My husband is writing out some resolutions for the Congress.
He is very busy, too, trying to get some poor fellows reprieved. He says they
are good soldiers but got into a scrape. Buck came in. She had on her last
winter's English hat, with the pheasant's wing. Just then Hood entered most
unexpectedly. Said the blunt soldier to the girl: “You look mighty pretty in
that hat; you wore it at the turnpike gate, where I surrendered at first sight.”
She nodded and smiled, and flew down the steps after Mr. Chesnut, looking back
to say that she meant to walk with him as far as the Executive Office.
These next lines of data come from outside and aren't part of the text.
//! Grid plugins
//!
//! A plugin looks at a read-only snapshot of the grid and returns
//! declarative toolbar or footer content. The host concatenates the content
//! of all plugins in registration order and routes triggered actions back
//! to the grid.

use serde::Serialize;
use std::sync::Arc;

use smartgrid_core::{Row, RowId};

/// Something a plugin button can trigger
#[derive(Debug, Clone, PartialEq, Eq, Serialize)]
#[serde(rename_all = "snake_case")]
pub enum PluginAction {
    ClearSelection,
    SelectAll,
    ResetFilters,
    /// Routed to the host as `GridEvent::PluginAction`
    Custom { id: String },
}

impl PluginAction {
    pub fn custom(id: impl Into<String>) -> Self {
        Self::Custom { id: id.into() }
    }
}

#[derive(Debug, Clone, PartialEq, Serialize)]
#[serde(tag = "type", rename_all = "snake_case")]
pub enum PluginItem {
    Text { text: String },
    Summary { label: String, value: String },
    Action { label: String, action: PluginAction },
}

/// Content contributed by one plugin
#[derive(Debug, Clone, PartialEq, Serialize)]
pub struct PluginContent {
    pub plugin_id: String,
    pub items: Vec<PluginItem>,
}

/// Read-only view of the grid handed to plugins
#[derive(Debug, Clone)]
pub struct PluginApi {
    pub selected_ids: Vec<RowId>,
    pub selected_rows: Vec<Row>,
    /// Rows after filtering, sorting and grouping, across all pages
    pub processed_rows: Vec<Row>,
    pub total_rows: usize,
    pub actions: Vec<PluginAction>,
}

impl PluginApi {
    pub fn selected_count(&self) -> usize {
        self.selected_ids.len()
    }

    /// Sum of a numeric field over the selected rows
    pub fn selected_sum(&self, field: &str) -> f64 {
        self.selected_rows
            .iter()
            .filter_map(|r| r.value(field).as_f64())
            .sum()
    }

    pub fn can(&self, action: &PluginAction) -> bool {
        self.actions.contains(action)
    }
}

pub trait GridPlugin: Send + Sync {
    fn id(&self) -> &str;

    fn name(&self) -> &str;

    fn toolbar(&self, _api: &PluginApi) -> Option<Vec<PluginItem>> {
        None
    }

    fn footer(&self, _api: &PluginApi) -> Option<Vec<PluginItem>> {
        None
    }
}

#[derive(Default, Clone)]
pub struct PluginHost {
    plugins: Vec<Arc<dyn GridPlugin>>,
}

impl PluginHost {
    pub fn new() -> Self {
        Self::default()
    }

    pub fn register(&mut self, plugin: Arc<dyn GridPlugin>) {
        if self.plugins.iter().any(|p| p.id() == plugin.id()) {
            tracing::warn!(plugin = plugin.id(), "Plugin already registered");
            return;
        }
        tracing::debug!(plugin = plugin.id(), "Registered grid plugin");
        self.plugins.push(plugin);
    }

    pub fn plugins(&self) -> &[Arc<dyn GridPlugin>] {
        &self.plugins
    }

    pub fn is_empty(&self) -> bool {
        self.plugins.is_empty()
    }

    pub fn toolbar(&self, api: &PluginApi) -> Vec<PluginContent> {
        self.collect(|plugin| plugin.toolbar(api))
    }

    pub fn footer(&self, api: &PluginApi) -> Vec<PluginContent> {
        self.collect(|plugin| plugin.footer(api))
    }

    fn collect(&self, render: impl Fn(&dyn GridPlugin) -> Option<Vec<PluginItem>>) -> Vec<PluginContent> {
        self.plugins
            .iter()
            .filter_map(|plugin| {
                let items = render(plugin.as_ref())?;
                (!items.is_empty()).then(|| PluginContent {
                    plugin_id: plugin.id().to_string(),
                    items,
                })
            })
            .collect()
    }
}

impl std::fmt::Debug for PluginHost {
    fn fmt(&self, f: &mut std::fmt::Formatter<'_>) -> std::fmt::Result {
        f.debug_list()
            .entries(self.plugins.iter().map(|p| p.id()))
            .finish()
    }
}

/// Footer showing how many rows are selected, with a clear button
#[derive(Debug, Clone, Default)]
pub struct SelectionSummaryPlugin {
    /// Numeric field summed over the selection
    pub sum_field: Option<String>,
}

impl SelectionSummaryPlugin {
    pub fn summing(field: impl Into<String>) -> Self {
        Self {
            sum_field: Some(field.into()),
        }
    }
}

impl GridPlugin for SelectionSummaryPlugin {
    fn id(&self) -> &str {
        "selection-summary"
    }

    fn name(&self) -> &str {
        "Selection summary"
    }

    fn footer(&self, api: &PluginApi) -> Option<Vec<PluginItem>> {
        if api.selected_count() == 0 {
            return None;
        }
        let mut items = vec![PluginItem::Summary {
            label: "Selected".into(),
            value: format!("{} of {}", api.selected_count(), api.processed_rows.len()),
        }];
        if let Some(field) = &self.sum_field {
            items.push(PluginItem::Summary {
                label: format!("Total {}", field),
                value: format!("{}", api.selected_sum(field)),
            });
        }
        if api.can(&PluginAction::ClearSelection) {
            items.push(PluginItem::Action {
                label: "Clear selection".into(),
                action: PluginAction::ClearSelection,
            });
        }
        Some(items)
    }
}
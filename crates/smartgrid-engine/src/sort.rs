//! Single-column sorting with null handling
//!
//! Descending order is produced by reversing the stable ascending order, so
//! it is always the exact reverse of ascending, ties included.

use std::cmp::Ordering;

use smartgrid_core::{
    ColumnDescriptor, ColumnKind, NullPosition, Row, SortDirection, SortState, Value,
};

/// Compare two cells of a column of the given kind
pub fn compare_cells(kind: ColumnKind, a: &Value, b: &Value, nulls: NullPosition) -> Ordering {
    if a.is_null() || b.is_null() {
        return a.compare(b, nulls);
    }
    match kind {
        ColumnKind::Date => match (a.as_date(), b.as_date()) {
            (Some(x), Some(y)) => x.cmp(&y),
            _ => a.compare(b, nulls),
        },
        ColumnKind::Integer => match (a.as_f64(), b.as_f64()) {
            (Some(x), Some(y)) => x.partial_cmp(&y).unwrap_or(Ordering::Equal),
            _ => a.compare(b, nulls),
        },
        // Ranges sort by their start date
        ColumnKind::DateRange => {
            let start = |v: &Value| v.as_array().and_then(|items| items.first()).and_then(Value::as_date);
            match (start(a), start(b)) {
                (Some(x), Some(y)) => x.cmp(&y),
                _ => a.compare(b, nulls),
            }
        }
        _ => a.compare(b, nulls),
    }
}

/// The active sort of a grid. At most one sort is active at a time.
#[derive(Debug, Clone, Default)]
pub struct SortController {
    state: Option<SortState>,
    null_position: NullPosition,
}

impl SortController {
    pub fn new(null_position: NullPosition) -> Self {
        Self {
            state: None,
            null_position,
        }
    }

    pub fn state(&self) -> Option<&SortState> {
        self.state.as_ref()
    }

    pub fn null_position(&self) -> NullPosition {
        self.null_position
    }

    pub fn set_null_position(&mut self, position: NullPosition) {
        self.null_position = position;
    }

    /// Replace the active sort
    pub fn set(&mut self, state: Option<SortState>) {
        self.state = state;
    }

    /// Sort by `field`, replacing any prior sort
    pub fn sort_by(&mut self, field: &str, direction: SortDirection) {
        self.state = Some(SortState {
            field: field.to_string(),
            direction,
        });
    }

    /// Cycle a column header: none, ascending, descending, none.
    ///
    /// Clicking a different column starts it ascending.
    pub fn toggle(&mut self, field: &str) -> Option<&SortState> {
        self.state = match self.state.take() {
            Some(current) if current.field == field => match current.direction {
                SortDirection::Ascending => Some(SortState::descending(field)),
                SortDirection::Descending => None,
            },
            _ => Some(SortState::ascending(field)),
        };
        self.state.as_ref()
    }

    pub fn clear(&mut self) {
        self.state = None;
    }

    /// Reorder `indices` (positions into `rows`) by the active sort
    pub fn apply(&self, rows: &[Row], columns: &[ColumnDescriptor], indices: &mut [usize]) {
        let Some(state) = &self.state else {
            return;
        };
        let kind = columns
            .iter()
            .find(|c| c.key == state.field)
            .map(|c| c.kind)
            .unwrap_or_default();
        let nulls = self.null_position;

        // Stable sort keeps the input order between equal values
        indices.sort_by(|&a, &b| {
            compare_cells(
                kind,
                rows[a].value(&state.field),
                rows[b].value(&state.field),
                nulls,
            )
        });
        if state.direction == SortDirection::Descending {
            indices.reverse();
        }
    }
}
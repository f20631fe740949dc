//! Client-side evaluation of filter conditions against rows

use std::cmp::Ordering;

use smartgrid_core::{
    FilterCondition, FilterOperator, FilterValue, NullPosition, Row, Value, ValueType,
};

/// Check if a row matches all conditions. Incomplete conditions are ignored.
pub fn row_matches_filters(row: &Row, filters: &[FilterCondition]) -> bool {
    filters
        .iter()
        .filter(|f| f.is_valid())
        .all(|f| evaluate_condition(f, row.value(&f.field)))
}

/// Evaluate a single condition against a cell value
pub fn evaluate_condition(condition: &FilterCondition, cell: &Value) -> bool {
    evaluate_operator(
        condition.operator,
        cell,
        &condition.value,
        condition.value_type,
    )
}

/// Evaluate a filter operator against a cell value.
///
/// Multi-valued cells (arrays) match when any element matches, except for the
/// negated operators, which require that no element matches.
pub fn evaluate_operator(
    operator: FilterOperator,
    cell: &Value,
    filter: &FilterValue,
    value_type: ValueType,
) -> bool {
    match operator {
        FilterOperator::IsNull => cell.is_null(),
        FilterOperator::IsNotNull => !cell.is_null(),
        FilterOperator::IsEmpty => cell.is_empty(),
        FilterOperator::IsNotEmpty => !cell.is_empty(),

        FilterOperator::NotEqual => !evaluate_operator(FilterOperator::Equal, cell, filter, value_type),
        FilterOperator::DoesNotContain => {
            !evaluate_operator(FilterOperator::Contains, cell, filter, value_type)
        }
        FilterOperator::DoesNotBeginWith => {
            !evaluate_operator(FilterOperator::BeginsWith, cell, filter, value_type)
        }
        FilterOperator::DoesNotEndWith => {
            !evaluate_operator(FilterOperator::EndsWith, cell, filter, value_type)
        }
        FilterOperator::IsNotBetween => {
            !cell.is_null() && !evaluate_operator(FilterOperator::IsBetween, cell, filter, value_type)
        }
        FilterOperator::IsNotInList => {
            !evaluate_operator(FilterOperator::IsInList, cell, filter, value_type)
        }

        _ => match cell {
            Value::Array(items) => items
                .iter()
                .any(|item| evaluate_scalar(operator, item, filter, value_type)),
            scalar => evaluate_scalar(operator, scalar, filter, value_type),
        },
    }
}

fn evaluate_scalar(
    operator: FilterOperator,
    cell: &Value,
    filter: &FilterValue,
    value_type: ValueType,
) -> bool {
    let target = filter.first();
    let cell_lower = cell.search_text();
    let target_lower = target.search_text();

    match operator {
        FilterOperator::Equal => match value_type {
            ValueType::Number | ValueType::Date | ValueType::DateRange => {
                typed_cmp(cell, target, value_type) == Some(Ordering::Equal)
            }
            ValueType::MultiSelect => in_list(cell, filter, value_type),
            _ => cell_lower == target_lower,
        },

        FilterOperator::LessThan => typed_cmp(cell, target, value_type).is_some_and(Ordering::is_lt),
        FilterOperator::LessThanOrEqual => {
            typed_cmp(cell, target, value_type).is_some_and(Ordering::is_le)
        }
        FilterOperator::GreaterThan => {
            typed_cmp(cell, target, value_type).is_some_and(Ordering::is_gt)
        }
        FilterOperator::GreaterThanOrEqual => {
            typed_cmp(cell, target, value_type).is_some_and(Ordering::is_ge)
        }

        FilterOperator::Contains => cell_lower.contains(&target_lower),
        FilterOperator::BeginsWith => cell_lower.starts_with(&target_lower),
        FilterOperator::EndsWith => cell_lower.ends_with(&target_lower),

        FilterOperator::IsBetween => {
            let (from, to) = match filter {
                FilterValue::Range { from, to } => (from, to),
                FilterValue::Many(items) if items.len() == 2 => (&items[0], &items[1]),
                _ => (target, target),
            };
            let above = from.is_empty()
                || typed_cmp(cell, from, value_type).is_some_and(Ordering::is_ge);
            let below =
                to.is_empty() || typed_cmp(cell, to, value_type).is_some_and(Ordering::is_le);
            !cell.is_null() && above && below
        }

        FilterOperator::IsInList => in_list(cell, filter, value_type),

        // Negated and null operators are handled before dispatch
        _ => false,
    }
}

fn in_list(cell: &Value, filter: &FilterValue, value_type: ValueType) -> bool {
    let cell_lower = cell.search_text();
    let matches = |item: &Value| match value_type {
        ValueType::Number | ValueType::Date => typed_cmp(cell, item, value_type) == Some(Ordering::Equal),
        _ => item.search_text() == cell_lower,
    };
    match filter {
        FilterValue::Many(items) => items.iter().any(matches),
        FilterValue::Range { from, to } => matches(from) || matches(to),
        // Comma-separated list typed into a text box
        FilterValue::Single(Value::String(s)) => s
            .split(',')
            .map(|part| Value::String(part.trim().to_string()))
            .any(|item| matches(&item)),
        FilterValue::Single(v) => matches(v),
    }
}

/// Compare by the declared type. `None` when either side cannot be read as that type.
fn typed_cmp(cell: &Value, target: &Value, value_type: ValueType) -> Option<Ordering> {
    match value_type {
        ValueType::Date | ValueType::DateRange => {
            let (a, b) = (cell.as_date()?, target.as_date()?);
            Some(a.cmp(&b))
        }
        ValueType::Number => {
            let (a, b) = (cell.as_f64()?, target.as_f64()?);
            a.partial_cmp(&b)
        }
        _ => {
            if cell.is_null() || target.is_null() {
                return None;
            }
            Some(cell.compare(target, NullPosition::Last))
        }
    }
}

#[cfg(test)]
mod tests {
    use super::*;

    fn cond(field: &str, vt: ValueType, op: FilterOperator, value: FilterValue) -> FilterCondition {
        FilterCondition::new(field, vt, value).with_operator(op)
    }

    fn trip() -> Row {
        Row::new()
            .with("driver", "Ana King")
            .with("stops", 4)
            .with("depart", "2024-03-10T08:15:00")
            .with("tags", Value::Array(vec!["urgent".into(), "fragile".into()]))
            .with("notes", Value::Null)
    }

    #[test]
    fn test_text_operators_are_case_insensitive() {
        let row = trip();
        let contains = FilterCondition::new("driver", ValueType::Text, Value::from("KING").into());
        assert!(row_matches_filters(&row, &[contains]));

        let begins = cond(
            "driver",
            ValueType::Text,
            FilterOperator::BeginsWith,
            Value::from("ana").into(),
        );
        assert!(row_matches_filters(&row, &[begins]));

        let not_ends = cond(
            "driver",
            ValueType::Text,
            FilterOperator::DoesNotEndWith,
            Value::from("king").into(),
        );
        assert!(!row_matches_filters(&row, &[not_ends]));
    }

    #[test]
    fn test_numeric_comparisons() {
        let row = trip();
        let gt = cond(
            "stops",
            ValueType::Number,
            FilterOperator::GreaterThan,
            Value::from("3").into(),
        );
        let le = cond(
            "stops",
            ValueType::Number,
            FilterOperator::LessThanOrEqual,
            Value::Int(4).into(),
        );
        assert!(row_matches_filters(&row, &[gt, le]));

        let eq = FilterCondition::new("stops", ValueType::Number, Value::Float(4.0).into());
        assert!(row_matches_filters(&row, &[eq]));
    }

    #[test]
    fn test_date_equal_ignores_time() {
        let row = trip();
        let eq = FilterCondition::new("depart", ValueType::Date, Value::from("2024-03-10").into());
        assert!(row_matches_filters(&row, &[eq]));

        let before = cond(
            "depart",
            ValueType::Date,
            FilterOperator::LessThan,
            Value::from("2024-03-10").into(),
        );
        assert!(!row_matches_filters(&row, &[before]));
    }

    #[test]
    fn test_date_range_between_is_inclusive_and_open_ended() {
        let row = trip();
        let range = FilterCondition::new(
            "depart",
            ValueType::DateRange,
            FilterValue::Range {
                from: "2024-03-01".into(),
                to: "2024-03-10".into(),
            },
        );
        assert!(row_matches_filters(&row, &[range]));

        let open = FilterCondition::new(
            "depart",
            ValueType::DateRange,
            FilterValue::Range {
                from: "2024-03-11".into(),
                to: Value::Null,
            },
        );
        assert!(!row_matches_filters(&row, &[open]));
    }

    #[test]
    fn test_in_list_against_multi_valued_cell() {
        let row = trip();
        let any = FilterCondition::new(
            "tags",
            ValueType::MultiSelect,
            FilterValue::Many(vec!["FRAGILE".into(), "cold".into()]),
        );
        assert!(row_matches_filters(&row, &[any]));

        let none = cond(
            "tags",
            ValueType::MultiSelect,
            FilterOperator::IsNotInList,
            FilterValue::Many(vec!["urgent".into()]),
        );
        assert!(!row_matches_filters(&row, &[none]));
    }

    #[test]
    fn test_comma_separated_list() {
        let row = Row::new().with("status", "open");
        let list = cond(
            "status",
            ValueType::Text,
            FilterOperator::IsInList,
            Value::from("closed, open").into(),
        );
        assert!(row_matches_filters(&row, &[list]));
    }

    #[test]
    fn test_null_operators() {
        let row = trip();
        let is_null = cond("notes", ValueType::Text, FilterOperator::IsNull, Value::Null.into());
        let missing_is_null =
            cond("nowhere", ValueType::Text, FilterOperator::IsNull, Value::Null.into());
        let not_empty =
            cond("driver", ValueType::Text, FilterOperator::IsNotEmpty, Value::Null.into());
        assert!(row_matches_filters(&row, &[is_null, missing_is_null, not_empty]));
    }

    #[test]
    fn test_incomplete_conditions_are_ignored() {
        let row = trip();
        let blank = FilterCondition::new("driver", ValueType::Text, Value::from("").into());
        assert!(row_matches_filters(&row, &[blank]));
    }
}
The General walked to the window and watched until the last
flutter of her garment was gone. He said: “The President was finding fault with
some of his officers in command, and I said: ‘Mr. President, why don't you come
and lead us yourself; I would follow you to the death.’” '”Actually, if you
stay here in Richmond much longer you will grow to be a courtier. And you came
a rough Texan.'”
Mrs. Davis and General McQueen came. He tells me Muscoe
Garnett is dead. Then the best and the cleverest Virginian I know is gone. He
was the most scholarly man they had, and his character was higher than his
requirements.
To-day a terrible onslaught was made upon the President for
nepotism. Burton Harrison's and John Taylor Wood's letters denying the charge
that the President's cotton was unburned, or that he left it to be bought by
the Yankees, have enraged the opposition. How much these people in the
President's family have to bear! I have never felt so indignant.